06_buildDT.Rmd
title: "sPlot 3.0 - Build DT"
author: "Francesco Maria Sabatini"
date: "2/24/2020"
output: html_document
MEMO CHECK Field cover code! It seems to have species characters
Timestamp: r date()
Drafted: Francesco Maria Sabatini
Revised:
version: 1.0
This report documents the construction of the DT table for sPlot 3.0. It is based on dataset sPlot_3.0.2, received on 24/07/2019 from Stephan Hennekens.
knitr::opts_chunk$set(echo = TRUE)
library(tidyverse)
library(readr)
library(xlsx)
library(knitr)
library(kableExtra)
#save temporary files
write("TMPDIR = /data/sPlot/users/Francesco/_tmp", file=file.path(Sys.getenv('TMPDIR'), '.Renviron'))
write("R_USER = /data/sPlot/users/Francesco/_tmp", file=file.path(Sys.getenv('R_USER'), '.Renviron'))
#rasterOptions(tmpdir="/data/sPlot/users/Francesco/_tmp")
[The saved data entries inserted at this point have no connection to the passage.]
//! Transcription seam between the batch pipeline and the speech engine.
//!
//! The pipeline only ever talks to the [`TranscriptionAdapter`] trait, so
//! tests can script outcomes with a fake adapter while production uses the
//! whisper.cpp-backed [`WhisperAdapter`].

mod clean;
mod profiles;
mod whisper;

pub use clean::clean_transcript;
pub use profiles::{build_initial_prompt, language_code, sampling_temperature, LanguageProfile};
pub use whisper::{ModelCache, WhisperAdapter};

use async_trait::async_trait;
use std::path::PathBuf;
use thiserror::Error;

/// One transcription request: an audio file plus the knobs that bias the
/// engine (language profile, model name, free-text context).
#[derive(Debug, Clone)]
pub struct TranscribeRequest {
    pub audio_path: PathBuf,
    /// Language profile name (e.g. "es-chile")
    pub language: String,
    /// Model name, resolved to `ggml-<name>.bin` in the models directory
    pub model: String,
    /// Free-text priming context supplied by the caller
    pub context: String,
}

/// Successful engine output after post-processing.
#[derive(Debug, Clone)]
pub struct Transcription {
    /// Cleaned transcript text
    pub text: String,
    /// Language code actually used (e.g. "es")
    pub language: String,
    /// Number of segments the engine produced
    pub segments: usize,
}

#[derive(Debug, Error)]
pub enum TranscribeError {
    #[error("Audio file not found: {0}")]
    AudioMissing(String),

    #[error("Model {model} not available: {reason}")]
    ModelUnavailable { model: String, reason: String },

    #[error("Failed to decode {file}: {reason}")]
    Decode { file: String, reason: String },

    #[error("Transcription engine failed: {0}")]
    Engine(String),
}

/// The speech engine as the pipeline sees it.
#[async_trait]
pub trait TranscriptionAdapter: Send + Sync {
    async fn transcribe(&self, request: &TranscribeRequest)
        -> Result<Transcription, TranscribeError>;
}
Search and replace unclosed quotation marks and escape them. Run in Linux terminal
# escape all double quotation marks. Run in Linux terminal
# sed 's/"/\\"/g' sPlot_3_0_2_header.csv > sPlot_3_0_2_header_test.csv
Import data Table
DT table is the species x plot matrix, in long format.
DT0 <- readr::read_delim("../sPlot_data_export/sPlot_3_0_2_species_test.csv",
delim="\t",
col_type = cols(
PlotObservationID = col_double(),
Taxonomy = col_character(),
`Taxon group` = col_character(),
`Taxon group ID` = col_double(),
`Turboveg2 concept` = col_character(),
`Matched concept` = col_character(),
Match = col_double(),
Layer = col_double(),
`Cover %` = col_double(),
`Cover code` = col_character(),
x_ = col_double()
)
)
nplots <- length(unique(DT0$PlotObservationID))
nspecies <- length(unique(DT0$`Matched concept`))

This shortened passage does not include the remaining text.